2.2 Identification of homoeriodictyol-binding motifs

While comparing the aptamer candidates from the first two selections, we noticed two sequence motifs that appeared in both K5 from the first in vitro selection and H2 from the second in vitro selection (M1: 5′-ACG UCG-3′, M2:5′-CAC GCG-3′, Figures 1E and 2B). Having these motifs present in both homoeriodictyol-binding sequences selected from two independent pools and in vitro selections, strongly suggested a role in the binding of homoeriodictyol. This was further supported by the truncation T6V2 of the aptamer H2, where the truncation removed motif 1 and resulted in a loss of binding to homoeriodictyol (Figures 2E and 3B). We also generated another variant of T6 to further investigate the role of these motifs, where we deleted seven nucleotides of the junction area J1-3 to test whether the remaining P2-L2 and P3-L3 regions are sufficient for homoeriodictyol binding (T6ΔJ, Figures 2B and 3A). When comparing the binding to homoeriodictyol of T6 and T6ΔJ, both sequences bound comparable fractions of RNA, indicating no loss of binding (Figure 3B). To further investigate the role of the two motifs in the binding of homoeriodictyol, we sequenced the pools of each round from the second in vitro selection by next-generation sequencing (NGS) and analyzed the co-occurrence of the motifs over the course of the selection (Figure 3C). With progress of the selection, the number of reads carrying both motifs continuously increased, further supporting a role of the two motifs in homoeriodictyol binding.

Figure 3:

Identification of Homoeriodictyol-binding motifs. (A) Apical structure of T6 relevant for the identification of the homoeriodictyol-binding motifs. Identified motifs are highlighted in blue (motif 1) and red (motif 2). Mutations of T6 related to the function of the motifs are indicated in red (T6V2 and T6ΔJ). Left out nucleotide positions at the 5′- and 3′-end are indicated by numbers. (B) Binding assay results of the mutations of T6 connected to the identified motifs in comparison to T6. (C) Analysis of co-occurrence of the two motifs on sequences over the course of the N74 SELEX by NGS. The number of reads containing both motifs is given in reads per million (RPM) over the selections rounds of the SELEX.

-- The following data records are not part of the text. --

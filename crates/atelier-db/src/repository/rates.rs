//! # Rates Repository
//!
//! Regional tax configuration and shipping options. Both are
//! shop-settings data maintained externally; the storefront only reads
//! them at checkout time.
//!
//! Tax rows carry the rates that apply to a region; rates that do not
//! apply are stored as zero, so the assembler can sum blindly.

use chrono::Utc;
use sqlx::SqlitePool;
use tracing::debug;

use crate::error::DbResult;
use atelier_core::types::{ShippingOption, TaxConfig};

/// Row mapping for the tax_rates table.
#[derive(Debug, sqlx::FromRow)]
struct TaxRow {
    gst_bps: i64,
    pst_bps: i64,
    hst_bps: i64,
}

impl From<TaxRow> for TaxConfig {
    fn from(row: TaxRow) -> Self {
        TaxConfig::from_bps(
            row.gst_bps.max(0) as u32,
            row.pst_bps.max(0) as u32,
            row.hst_bps.max(0) as u32,
        )
    }
}

/// Row mapping for the shipping_options table.
#[derive(Debug, sqlx::FromRow)]
struct ShippingRow {
    id: String,
    country: String,
    name: String,
    price_cents: i64,
    currency: String,
    estimated_days: i64,
}

impl From<ShippingRow> for ShippingOption {
    fn from(row: ShippingRow) -> Self {
        ShippingOption {
            id: row.id,
            country: row.country,
            name: row.name,
            price_cents: row.price_cents,
            currency: row.currency,
            estimated_days: row.estimated_days,
        }
    }
}

/// Repository for tax and shipping rate lookups.
#[derive(Debug, Clone)]
pub struct RatesRepository {
    pool: SqlitePool,
}

impl RatesRepository {
    /// Creates a new RatesRepository.
    pub fn new(pool: SqlitePool) -> Self {
        RatesRepository { pool }
    }

    /// Gets the tax configuration for a customer region.
    ///
    /// ## Returns
    /// * `Ok(Some(TaxConfig))` - Region has configured rates
    /// * `Ok(None)` - Unknown region; callers decide the fallback
    pub async fn tax_for_region(&self, region: &str) -> DbResult<Option<TaxConfig>> {
        debug!(region = %region, "Fetching tax configuration");

        let row = sqlx::query_as::<_, TaxRow>(
            r#"
            SELECT gst_bps, pst_bps, hst_bps
            FROM tax_rates
            WHERE region = ?1
            "#,
        )
        .bind(region)
        .fetch_optional(&self.pool)
        .await?;

        Ok(row.map(TaxConfig::from))
    }

    /// Inserts or updates the tax configuration for a region.
    pub async fn upsert_tax(&self, region: &str, config: &TaxConfig) -> DbResult<()> {
        sqlx::query(
            r#"
            INSERT INTO tax_rates (region, gst_bps, pst_bps, hst_bps, updated_at)
            VALUES (?1, ?2, ?3, ?4, ?5)
            ON CONFLICT(region) DO UPDATE SET
                gst_bps = excluded.gst_bps,
                pst_bps = excluded.pst_bps,
                hst_bps = excluded.hst_bps,
                updated_at = excluded.updated_at
            "#,
        )
        .bind(region)
        .bind(config.gst.bps() as i64)
        .bind(config.pst.bps() as i64)
        .bind(config.hst.bps() as i64)
        .bind(Utc::now())
        .execute(&self.pool)
        .await?;

        Ok(())
    }

    /// Lists active shipping options for a destination country,
    /// cheapest first.
    pub async fn shipping_for_country(&self, country: &str) -> DbResult<Vec<ShippingOption>> {
        debug!(country = %country, "Fetching shipping options");

        let rows = sqlx::query_as::<_, ShippingRow>(
            r#"
            SELECT id, country, name, price_cents, currency, estimated_days
            FROM shipping_options
            WHERE country = ?1 AND is_active = 1
            ORDER BY price_cents
            "#,
        )
        .bind(country)
        .fetch_all(&self.pool)
        .await?;

        Ok(rows.into_iter().map(ShippingOption::from).collect())
    }

    /// Gets a shipping option by its ID.
    pub async fn shipping_by_id(&self, id: &str) -> DbResult<Option<ShippingOption>> {
        let row = sqlx::query_as::<_, ShippingRow>(
            r#"
            SELECT id, country, name, price_cents, currency, estimated_days
            FROM shipping_options
            WHERE id = ?1 AND is_active = 1
            "#,
        )
        .bind(id)
        .fetch_optional(&self.pool)
        .await?;

        Ok(row.map(ShippingOption::from))
    }

    /// Inserts or updates a shipping option.
    pub async fn upsert_shipping(&self, option: &ShippingOption) -> DbResult<()> {
        sqlx::query(
            r#"
            INSERT INTO shipping_options (
                id, country, name, price_cents, currency, estimated_days, is_active
            ) VALUES (?1, ?2, ?3, ?4, ?5, ?6, 1)
            ON CONFLICT(id) DO UPDATE SET
                country = excluded.country,
                name = excluded.name,
                price_cents = excluded.price_cents,
                currency = excluded.currency,
                estimated_days = excluded.estimated_days,
                is_active = 1
            "#,
        )
        .bind(&option.id)
        .bind(&option.country)
        .bind(&option.name)
        .bind(option.price_cents)
        .bind(&option.currency)
        .bind(option.estimated_days)
        .execute(&self.pool)
        .await?;

        Ok(())
    }
}

// =============================================================================
// Unit Tests
// =============================================================================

2.3 Doped Capture-SELEX delivering a highly specificity homoeriodictyol RNA aptamer

After the first two attempts to select a RNA aptamer binding homoeriodictyol with high affinity and specificity, we decided to readjust our approach of the selection method from the column-based selection to Capture-SELEX (Boussebayle et al. 2019). This was done due to the mode of selection of this method, where the RNA pool is immobilized by hybridization to a capture-oligonucleotide while the ligand is free in solution (Figure 4A). By eliminating the need of immobilizing the ligand, all chemical moieties of homoeriodictyol were now available for binding interactions with the RNA library, enabling the possibility for higher specificity in ligand binding. With the decision to change our SELEX method, we also decided to include the previously found motifs in our pool design to facilitate binding to homoeriodictyol. This new pool design consisted of the two motifs embedded between sections of randomized nucleotides and a docking sequence for the capture oligonucleotide as shown in Figure 4A. Overall, the pool included 39 randomized nucleotides, and the two motifs were not part of any primer-binding region, allowing for mutations of these sequence sections over the course of selection.

Figure 4:

Selection of A1 by motif-doped Capture-SELEX. (A) Doped Capture-SELEX pool design with immobilization mechanism through hybridization of the docking sequence to the capture-oligonucleotide and Streptavidin-Biotin interaction. The incorporated motifs are indicated as M1 (blue) and M2 (red), while the docking sequence for immobilization is indicated as “docking” (yellow). The pool is immobilized by hybridizing the docking sequence to a DNA capture-oligonucleotide (green) that is coupled to paramagnetic beads by biotin-streptavidin interaction. (B) Progress of the Capture-SELEX. Shown are the fractions of background (light grey) and specifically eluted RNA (black). Values of the eluted fraction are indicated above the columns. Rounds including a counter-selection step with 1 mM eriodictyol and naringenin are indicated by a light-grey background. (C) Isothermal Titration Calorimetry (ITC) results of A1 with homoeriodictyol, naringenen and eriodictyol. Shown are thermograms and titration curves of the three measurements. (D) Depiction of the secondary structure of A1 as predicted by RNAfold (Lorenz et al. 2011). The motifs 1 (blue) and motif 2 (red) as well as the docking sequence (yellow outline) are highlighted. White background of nucleotides indicates sections of the constant regions while grey background indicates parts of the randomized region. The modifications of the aptamer are indicated in red, showing the first truncations T1 and T2, and the subsequent mutations of T1 V1-V4. The last 12 nucleotides of the aptamers 3′-end are indicated as “111–123”, since they were removed with T1 and were predicted to show no secondary structure.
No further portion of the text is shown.